Learning to Walk Tall

Some years ago, I went to a chiropractor who told me I was slouching forward. I don’t mean when I was just relaxed, but all the time. He compared our heads and spines to bowling balls on broomsticks. If not balanced right, the ball will tip everything over. He said that’s what was happening to me. My head was leaning forward, causing my back to curve. Thankfully, when this happened, there was still time to adjust it.

I changed my sitting posture in the car, and began to mindfully walk more upright. The situation began reversing itself and I now stand straighter than before. Better than that, the forward progression of my spine has stopped and I’m not stooping. While there are times I forget, I’m usually pretty good about reminding myself. And sometimes I have help.

When I’m walking and see someone hunched over or stooping, it frightens me. I don’t want that to be me, so I will make sure I’m walking more uprightly. I think about this often when I say the morning bracha of “zokeif kefufim, Who straightens out the crooked.” I want to be healthy, so I straighten myself up.

An Example Worth Following

Another time I do this is when I see someone else walking with an upright posture. I have a neighbor who walks VERY straight. When I saw him walking past my house one Shabbos, I immediately straightened up. What’s funny about this, is that he doesn’t just walk straight. It seems to me that just about everything he does is with a sense of uprightness. He isn’t a guy who plays games in business, and when he gives his word, he means it.

I don’t want to wax eloquent about his virtues, because I’m sure he might guess who I’m talking about, but the concept is a great transition from the beginning of this column. As I said, when I see something, I take it to heart. If I see someone stooping, I straighten up so I’m not going to end up like them. If I see someone standing ramrod straight, I also straighten up, because I see that they’re doing it right.

More Than Physical Posture

The same goes for people’s behavior, not just their posture, and we have to ask ourselves how we respond to it. When we see people stooping to conduct that should really be beneath them, saying or doing things that are not exactly just and upright, what is our reaction? Do we recoil in fear that we might end up like that, crippled and scarred for life, and therefore choose to straighten up and ensure we don’t do things like that? That would be a great response, and the right one, in my humble opinion.

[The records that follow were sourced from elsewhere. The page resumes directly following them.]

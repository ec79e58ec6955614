use std::sync::Arc;
use std::time::{Duration, Instant};

use crate::{
    Method, SafetyError, SyntheticMarkers, SyntheticRequest, TargetAllowlist, Transport,
    TransportErrorKind, UreqTransport, SIMCITY_HMAC_SECRET_ENV, SIMCITY_REQUIRE_SIGNATURE_ENV,
};

pub const DEFAULT_TIMEOUT: Duration = Duration::from_secs(10);
pub const DEFAULT_MAX_RETRIES: u32 = 2;
pub const DEFAULT_BACKOFF: Duration = Duration::from_millis(250);

/// Bounded retry behaviour for one request: at most `max_retries` retries after the first attempt,
/// sleeping `backoff * attempt` between them.
#[derive(Debug, Clone, Copy, PartialEq, Eq)]
pub struct RetryPolicy {
    pub timeout: Duration,
    pub max_retries: u32,
    pub backoff: Duration,
}

impl Default for RetryPolicy {
    fn default() -> Self {
        Self {
            timeout: DEFAULT_TIMEOUT,
            max_retries: DEFAULT_MAX_RETRIES,
            backoff: DEFAULT_BACKOFF,
        }
    }
}

/// What the caller wants sent.
#[derive(Debug, Clone)]
pub struct RequestSpec {
    pub method: Method,
    pub url: String,
    pub body: Option<serde_json::Value>,
    pub trace_id: Option<String>,
}

impl RequestSpec {
    pub fn get(url: impl Into<String>) -> Self {
        Self {
            method: Method::Get,
            url: url.into(),
            body: None,
            trace_id: None,
        }
    }

    pub fn post(url: impl Into<String>, body: serde_json::Value) -> Self {
        Self {
            method: Method::Post,
            url: url.into(),
            body: Some(body),
            trace_id: None,
        }
    }

    pub fn with_trace_id(mut self, trace_id: impl Into<String>) -> Self {
        self.trace_id = Some(trace_id.into());
        self
    }
}

#[derive(Debug, Clone)]
pub struct SyntheticResponse {
    pub status: u16,
    pub body: String,
    pub trace_id: String,
    pub attempts: u32,
    pub latency: Duration,
}

impl SyntheticResponse {
    pub fn is_success(&self) -> bool {
        (200..300).contains(&self.status)
    }

    pub fn json(&self) -> Option<serde_json::Value> {
        serde_json::from_str(&self.body).ok()
    }
}

/// The only way simulated agents talk to the system under test.
#[derive(Clone)]
pub struct SyntheticClient {
    allowlist: TargetAllowlist,
    secret: Option<String>,
    retry: RetryPolicy,
    transport: Arc<dyn Transport>,
}

impl SyntheticClient {
    pub fn new(
        allowlist: TargetAllowlist,
        secret: Option<String>,
        transport: Arc<dyn Transport>,
    ) -> Self {
        Self {
            allowlist,
            secret: secret.filter(|s| !s.is_empty()),
            retry: RetryPolicy::default(),
            transport,
        }
    }

    /// A client configured from the process environment, sending over HTTP.
    ///
    /// Fails with [SafetyError::MissingSecret] when [SIMCITY_REQUIRE_SIGNATURE_ENV] is set but no
    /// secret is.
    pub fn from_env() -> Result<Self, SafetyError> {
        let retry = RetryPolicy::default();
        let client = Self::new(
            TargetAllowlist::from_env(),
            std::env::var(SIMCITY_HMAC_SECRET_ENV).ok(),
            Arc::new(UreqTransport::new(retry.timeout)),
        );

        let required = std::env::var(SIMCITY_REQUIRE_SIGNATURE_ENV)
            .map(|v| matches!(v.trim().to_lowercase().as_str(), "1" | "true"))
            .unwrap_or(false);
        if required {
            return client.require_signature();
        }
        Ok(client)
    }

    pub fn with_retry_policy(mut self, retry: RetryPolicy) -> Self {
        self.retry = retry;
        self
    }

    /// Fail unless a signing secret is configured.
    pub fn require_signature(self) -> Result<Self, SafetyError> {
        if self.secret.is_none() {
            return Err(SafetyError::MissingSecret);
        }
        Ok(self)
    }

    pub fn allowlist(&self) -> &TargetAllowlist {
        &self.allowlist
    }

    pub fn is_signing(&self) -> bool {
        self.secret.is_some()
    }

    /// Send one synthetic request.
    ///
    /// The target is checked against the allowlist before anything is handed to the transport.
    /// Transport errors, `5xx` and `429` are retried up to the retry policy. When retries are
    /// exhausted on an HTTP status the last response is returned, otherwise the last transport
    /// error is.
    pub fn fetch(&self, spec: RequestSpec) -> Result<SyntheticResponse, SafetyError> {
        let url = self.allowlist.check(&spec.url)?;
        let markers = SyntheticMarkers::new(spec.trace_id, self.secret.as_deref())?;

        let request = SyntheticRequest {
            method: spec.method,
            url: url.to_string(),
            headers: markers.headers(),
            body: spec.body.as_ref().map(|v| v.to_string()),
            timeout: self.retry.timeout,
        };

        let started = Instant::now();
        let mut attempt = 0;
        loop {
            attempt += 1;
            let retries_left = attempt <= self.retry.max_retries;

            match self.transport.send(&request) {
                Ok(response) if is_retryable_status(response.status) && retries_left => {
                    log::debug!(
                        "{} {} returned {}, retrying (attempt {attempt})",
                        request.method,
                        request.url,
                        response.status
                    );
                }
                Ok(response) => {
                    return Ok(SyntheticResponse {
                        status: response.status,
                        body: response.body,
                        trace_id: markers.trace_id,
                        attempts: attempt,
                        latency: started.elapsed(),
                    });
                }
                Err(e) if retries_left => {
                    log::debug!(
                        "{} {} failed with {e}, retrying (attempt {attempt})",
                        request.method,
                        request.url
                    );
                }
                Err(e) => {
                    let message = match e.kind {
                        TransportErrorKind::Timeout => {
                            format!("timed out after {:?}: {}", self.retry.timeout, e.message)
                        }
                        _ => e.message,
                    };
                    return Err(SafetyError::Transport {
                        url: request.url,
                        attempts: attempt,
                        message,
                    });
                }
            }

            std::thread::sleep(self.retry.backoff * attempt);
        }
    }
}

fn is_retryable_status(status: u16) -> bool {
    status >= 500 || status == 429
}
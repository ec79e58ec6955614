use std::net::IpAddr;

use simcity_core::prelude::{parse_allow_list, DeployEnvironment, EnvironmentError};
use url::{Host, Url};

use crate::SafetyError;

/// Environment variable listing extra host names, comma separated, that synthetic traffic may
/// target in addition to the built-in loopback and staging rules.
pub const SIMCITY_ALLOWED_TARGET_HOSTS_ENV: &str = "SIMCITY_ALLOWED_TARGET_HOSTS";

const BUILT_IN_HOSTS: &[&str] = &["localhost", "host.docker.internal"];
const STAGING_MARKER: &str = "staging";

/// Decides whether a URL may receive synthetic traffic.
#[derive(Debug, Clone)]
pub struct TargetAllowlist {
    environment: DeployEnvironment,
    extra_hosts: Vec<String>,
}

impl TargetAllowlist {
    pub fn new(environment: DeployEnvironment, extra_hosts: Vec<String>) -> Self {
        Self {
            environment,
            extra_hosts: extra_hosts
                .into_iter()
                .map(|h| h.trim().to_lowercase())
                .filter(|h| !h.is_empty())
                .collect(),
        }
    }

    /// Build from `DEPLOY_ENV` and [SIMCITY_ALLOWED_TARGET_HOSTS_ENV].
    pub fn from_env() -> Self {
        let extra = std::env::var(SIMCITY_ALLOWED_TARGET_HOSTS_ENV)
            .map(|v| parse_allow_list(&v))
            .unwrap_or_default();
        Self::new(DeployEnvironment::from_env(), extra)
    }

    pub fn environment(&self) -> &DeployEnvironment {
        &self.environment
    }

    /// Check a URL, returning it parsed when it may be targeted.
    pub fn check(&self, raw: &str) -> Result<Url, SafetyError> {
        let url = Url::parse(raw.trim()).map_err(|e| SafetyError::InvalidTarget {
            url: raw.to_string(),
            reason: e.to_string(),
        })?;

        if !matches!(url.scheme(), "http" | "https") {
            return Err(SafetyError::InvalidTarget {
                url: raw.to_string(),
                reason: format!("unsupported scheme {}", url.scheme()),
            });
        }

        if !url.username().is_empty() || url.password().is_some() {
            return Err(SafetyError::InvalidTarget {
                url: redact(&url),
                reason: "credentials are not allowed in target URLs".to_string(),
            });
        }

        if self.environment.is_production() {
            return Err(SafetyError::EnvironmentNotAllowed(
                EnvironmentError::Production,
            ));
        }

        let allowed = match url.host() {
            Some(Host::Ipv4(ip)) => ip.is_loopback(),
            Some(Host::Ipv6(ip)) => ip.is_loopback(),
            Some(Host::Domain(domain)) => self.domain_allowed(domain),
            None => false,
        };

        if !allowed {
            log::error!("Refusing synthetic request to {}", redact(&url));
            return Err(SafetyError::TargetNotAllowed(redact(&url)));
        }

        Ok(url)
    }

    pub fn is_allowed(&self, raw: &str) -> bool {
        self.check(raw).is_ok()
    }

    fn domain_allowed(&self, domain: &str) -> bool {
        let domain = domain.to_lowercase();
        if let Ok(ip) = domain.parse::<IpAddr>() {
            return ip.is_loopback();
        }

        BUILT_IN_HOSTS.contains(&domain.as_str())
            || domain.contains(STAGING_MARKER)
            || self.extra_hosts.iter().any(|h| *h == domain)
    }
}

/// Canonical form of a target base URL: no query, no fragment, no trailing slash.
pub fn normalize_target(raw: &str) -> Result<String, SafetyError> {
    let mut url = Url::parse(raw.trim()).map_err(|e| SafetyError::InvalidTarget {
        url: raw.to_string(),
        reason: e.to_string(),
    })?;
    url.set_query(None);
    url.set_fragment(None);

    Ok(url.as_str().trim_end_matches('/').to_string())
}

fn redact(url: &Url) -> String {
    let mut clean = url.clone();
    let _ = clean.set_username("");
    let _ = clean.set_password(None);
    clean.set_query(None);
    clean.to_string()
}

The Danger of Comparing Downward

If, however, when we see people bending the rules, we pat ourselves on the back, thinking how wonderful we are because we don’t do the same things, I think we’re missing the boat. To pat yourself on the back means twisting your body into a strange position, and it works the same way figuratively as it does literally. If comparing yourself to people who do bad doesn’t scare you into being better, then you probably could stand to work on your self-improvement.

The same thing goes for someone who is extremely upright. If, when you look at him, you imagine he’s over-the-top, a machmir worry-wort, or goody-two-shoes, you’re not doing yourself any favors. Your mental posture is crooked and you don’t even realize it.

Keep Yourself in Alignment

Like the bowling ball on the broomstick, the further away from straight your head is, the more it succumbs to gravity and pulls the body down with it. If your behavior is less than stellar, the longer this goes on unchecked, the more likely you are to sink lower and lower. At a certain point, it will be almost impossible to correct the curvature, and you’ll be stuck like that, an object of pity to those who understand the matter.

Walk Tall

So, the next time you see someone hunched over, unable to lift their head, neck, or shoulders, stop and think about how you will react. It should make you scared straight, and teach you to walk tall with your head upright. But don’t stop at the physical manifestation. Think about whether all your actions are just and upright, or if maybe you’ve stooped to some pretty awful lows, or even if you’re just a tad out of alignment. Try to surround yourself with people whose deeds are straight, and learn from them how to carry yourself. When you can look in the mirror and smile, seeing yourself for what you are, and knowing you’re remaining upright, then you can be proud of fixing your flaws, and you have even more reason to hold your head up high.